Sunday, June 5, 2011

Romeo and Juliet 2

Dearest Diary,
                The plan was made again for this coming Thursday. Friar Lawrence will supply me a potion that will put me to sleep for a certain amount of time and everyone will think that I am dead. Then there will be a burial for me in my family’s grave. Then I will awake in time for Romeo to get me and then we can go off together and life will be well.
                Oh no, I just heard from my father and mother that I will be marrying Paris on Thursday! What they don’t know is that I am already wedded to Romeo and with that I shan’t be married to more than one man.  How could this be when I shall be “killed” that day and awake in my lovers arms? My eyes fill with dreaded tears of crushed dream for I know this could be the ending of my fairytale. Why shan’t I have the freedom to choose the one I love and have my parents affirm of such a verdict. I must talk to nurse about this for it is not right. She will agree with I, she will.

Juliet Capulet


Dearest Diary,
                My father have given me worse of news to bare. I be wedded to Paris tomorrow! Oh why could this be? Why is fate turning on us? “O, bid me leap, rather than marry Paris. From off the battlements of any tower, or walk in thievish ways, or bid me lurk where serpents are. O, chain me with roaring bears”! I would do anything to not marry he.
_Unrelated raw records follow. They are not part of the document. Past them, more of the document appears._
//! Lowering from the surface AST to the JavaScript output tree.

use crate::ast::{Expr, Module, Stmt};
use crate::error::CoreError;
use crate::js::ast::{
    JsExpr, JsFunction, JsLiteral, JsParameter, JsProgram, JsStmt, JsVar, PropertyInitializer,
    PropertyKey,
};
use crate::js::ops::{BinaryOp, UnaryOp};

pub fn lower_module(module: &Module) -> Result<JsProgram, CoreError> {
    let statements = module
        .stmts
        .iter()
        .map(lower_stmt)
        .collect::<Result<Vec<_>, _>>()?;
    Ok(JsProgram::new(statements))
}

fn lower_stmt(stmt: &Stmt) -> Result<JsStmt, CoreError> {
    match stmt {
        Stmt::Let { name, value } => {
            check_binding(name)?;
            Ok(JsStmt::Vars(vec![JsVar {
                name: name.clone(),
                init: Some(lower_expr(value)?),
            }]))
        }
        Stmt::Expr(expr) => Ok(JsStmt::Expr(lower_expr(expr)?)),
    }
}

pub fn lower_expr(expr: &Expr) -> Result<JsExpr, CoreError> {
    match expr {
        Expr::Number(value) => Ok(JsExpr::number(*value)),
        Expr::Str(value) => Ok(JsExpr::string(value.clone())),
        Expr::Bool(value) => Ok(JsExpr::boolean(*value)),
        Expr::Null => Ok(JsExpr::Literal(JsLiteral::Null)),
        Expr::This => Ok(JsExpr::This),
        Expr::Ident(name) => {
            check_binding(name)?;
            Ok(JsExpr::name(name.clone()))
        }
        Expr::List(items) => Ok(JsExpr::ArrayLiteral(lower_all(items)?)),
        Expr::Object(entries) => {
            let props = entries
                .iter()
                .map(|(key, value)| -> Result<PropertyInitializer, CoreError> {
                    Ok(PropertyInitializer {
                        key: property_key(key),
                        value: lower_expr(value)?,
                    })
                })
                .collect::<Result<Vec<_>, _>>()?;
            Ok(JsExpr::ObjectLiteral(props))
        }
        Expr::Call { name, args } => lower_call(name, args),
    }
}

fn lower_call(name: &str, args: &[Expr]) -> Result<JsExpr, CoreError> {
    if let Some(op) = binary_operator(name) {
        let [lhs, rhs] = operands::<2>(name, args)?;
        return Ok(JsExpr::binary(op, lower_expr(lhs)?, lower_expr(rhs)?));
    }
    if let Some(op) = unary_operator(name) {
        let [arg] = operands::<1>(name, args)?;
        return Ok(JsExpr::prefix(op, lower_expr(arg)?));
    }

    match name {
        "if" => {
            let [test, then_expr, else_expr] = operands::<3>(name, args)?;
            Ok(JsExpr::conditional(
                lower_expr(test)?,
                lower_expr(then_expr)?,
                lower_expr(else_expr)?,
            ))
        }
        "set" => {
            let [target, value] = operands::<2>(name, args)?;
            let target = lower_expr(target)?;
            if !target.is_assignable() {
                return Err(CoreError::SemanticError(
                    "'set' needs a variable, 'get' or 'index' as its target".to_string(),
                ));
            }
            Ok(JsExpr::binary(BinaryOp::Asg, target, lower_expr(value)?))
        }
        "get" => {
            let [object, property] = operands::<2>(name, args)?;
            let object = lower_expr(object)?;
            match property {
                Expr::Ident(prop) => Ok(JsExpr::member(object, prop.clone())),
                Expr::Str(prop) if is_identifier(prop) => Ok(JsExpr::member(object, prop.clone())),
                Expr::Str(prop) => Ok(JsExpr::ArrayAccess {
                    array: Box::new(object),
                    index: Box::new(JsExpr::string(prop.clone())),
                }),
                _ => Err(CoreError::SemanticError(
                    "'get' expects a property name".to_string(),
                )),
            }
        }
        "index" => {
            let [array, index] = operands::<2>(name, args)?;
            Ok(JsExpr::ArrayAccess {
                array: Box::new(lower_expr(array)?),
                index: Box::new(lower_expr(index)?),
            })
        }
        "call" => {
            let [callee, list] = operands::<2>(name, args)?;
            Ok(JsExpr::call(lower_expr(callee)?, argument_list(name, list)?))
        }
        "new" => {
            let [ctor, list] = operands::<2>(name, args)?;
            Ok(JsExpr::New {
                ctor: Box::new(lower_expr(ctor)?),
                args: argument_list(name, list)?,
            })
        }
        "fn" => {
            let [params, body] = operands::<2>(name, args)?;
            let Expr::List(params) = params else {
                return Err(CoreError::SemanticError(
                    "'fn' expects a parameter list".to_string(),
                ));
            };
            let params = params
                .iter()
                .map(|param| -> Result<JsParameter, CoreError> {
                    match param {
                        Expr::Ident(name) => {
                            check_binding(name)?;
                            Ok(JsParameter { name: name.clone() })
                        }
                        _ => Err(CoreError::SemanticError(
                            "function parameters must be names".to_string(),
                        )),
                    }
                })
                .collect::<Result<Vec<_>, _>>()?;
            Ok(JsExpr::Function(Box::new(JsFunction {
                name: None,
                params,
                body: vec![JsStmt::Return(Some(lower_expr(body)?))],
            })))
        }
        _ => Err(CoreError::SemanticError(format!(
            "unknown operator '{name}'"
        ))),
    }
}

fn binary_operator(name: &str) -> Option<BinaryOp> {
    let op = match name {
        "add" => BinaryOp::Add,
        "sub" => BinaryOp::Sub,
        "mul" => BinaryOp::Mul,
        "div" => BinaryOp::Div,
        "mod" => BinaryOp::Mod,
        "lt" => BinaryOp::Lt,
        "le" => BinaryOp::Lte,
        "gt" => BinaryOp::Gt,
        "ge" => BinaryOp::Gte,
        "eq" => BinaryOp::StrictEq,
        "ne" => BinaryOp::StrictNeq,
        "and" => BinaryOp::And,
        "or" => BinaryOp::Or,
        "bit_and" => BinaryOp::BitAnd,
        "bit_or" => BinaryOp::BitOr,
        "bit_xor" => BinaryOp::BitXor,
        "bit_shl" => BinaryOp::Shl,
        "bit_shr" => BinaryOp::Shr,
        _ => return None,
    };
    Some(op)
}

fn unary_operator(name: &str) -> Option<UnaryOp> {
    let op = match name {
        "neg" => UnaryOp::Neg,
        "not" => UnaryOp::Not,
        "bit_not" => UnaryOp::BitNot,
        "typeof" => UnaryOp::TypeOf,
        _ => return None,
    };
    Some(op)
}

fn operands<'a, const N: usize>(name: &str, args: &'a [Expr]) -> Result<&'a [Expr; N], CoreError> {
    args.try_into().map_err(|_| {
        CoreError::SemanticError(format!(
            "'{name}' takes {N} operands, got {}",
            args.len()
        ))
    })
}

fn argument_list(name: &str, list: &Expr) -> Result<Vec<JsExpr>, CoreError> {
    match list {
        Expr::List(items) => lower_all(items),
        _ => Err(CoreError::SemanticError(format!(
            "'{name}' expects its arguments as a [list]"
        ))),
    }
}

fn lower_all(items: &[Expr]) -> Result<Vec<JsExpr>, CoreError> {
    items.iter().map(lower_expr).collect()
}

fn property_key(key: &str) -> PropertyKey {
    if is_identifier(key) {
        PropertyKey::Ident(key.to_string())
    } else {
        PropertyKey::String(key.to_string())
    }
}

fn check_binding(name: &str) -> Result<(), CoreError> {
    if is_js_reserved(name) {
        return Err(CoreError::SemanticError(format!(
            "'{name}' is a reserved word in JavaScript"
        )));
    }
    Ok(())
}

fn is_identifier(text: &str) -> bool {
    let mut chars = text.chars();
    let starts_well = chars
        .next()
        .is_some_and(|c| c.is_ascii_alphabetic() || c == '_' || c == '$');
    starts_well
        && chars.all(|c| c.is_ascii_alphanumeric() || c == '_' || c == '$')
        && !is_js_reserved(text)
}

fn is_js_reserved(name: &str) -> bool {
    matches!(
        name,
        "break"
            | "case"
            | "catch"
            | "class"
            | "const"
            | "continue"
            | "debugger"
            | "default"
            | "delete"
            | "do"
            | "else"
            | "enum"
            | "export"
            | "extends"
            | "finally"
            | "for"
            | "function"
            | "import"
            | "in"
            | "instanceof"
            | "return"
            | "super"
            | "switch"
            | "throw"
            | "try"
            | "var"
            | "void"
            | "while"
            | "with"
    )
}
Although he seems to be a fine boy, I have barely ever met him and for that I shan’t love him. It was only true love at first sight whence mine eyes met Romeo’s.
And when I spoke with nurse about this retched marriage, she believed that it was better that I married Paris as well. Pardon my language but she is a bawdy, pale-hearted crutch. I thought she was my mother and was supposed to do I best. Or maybe this is what is best for me. Fie why would such words even escape from my tongue. I love Romeo and nothing shall change that. I will be with he even if it is in heaven. I will be with he!
                Oh yes, and not only do I want not to marry Paris, but this shall ruin the plan for I to sneak away with Romeo as well, but I am getting married morrow’s day and father’s mind won’t change. Romeo must find that the dates have changed and I shall be “dead” tomorrow rather than Thursday. A letter must be sent. I pray to the lord that he receives it, for if he doesn’t I suspect bad news and an unpleasant outcome. Dear lord and the heavenly stars, lead me and Romeo to our destiny and happiness.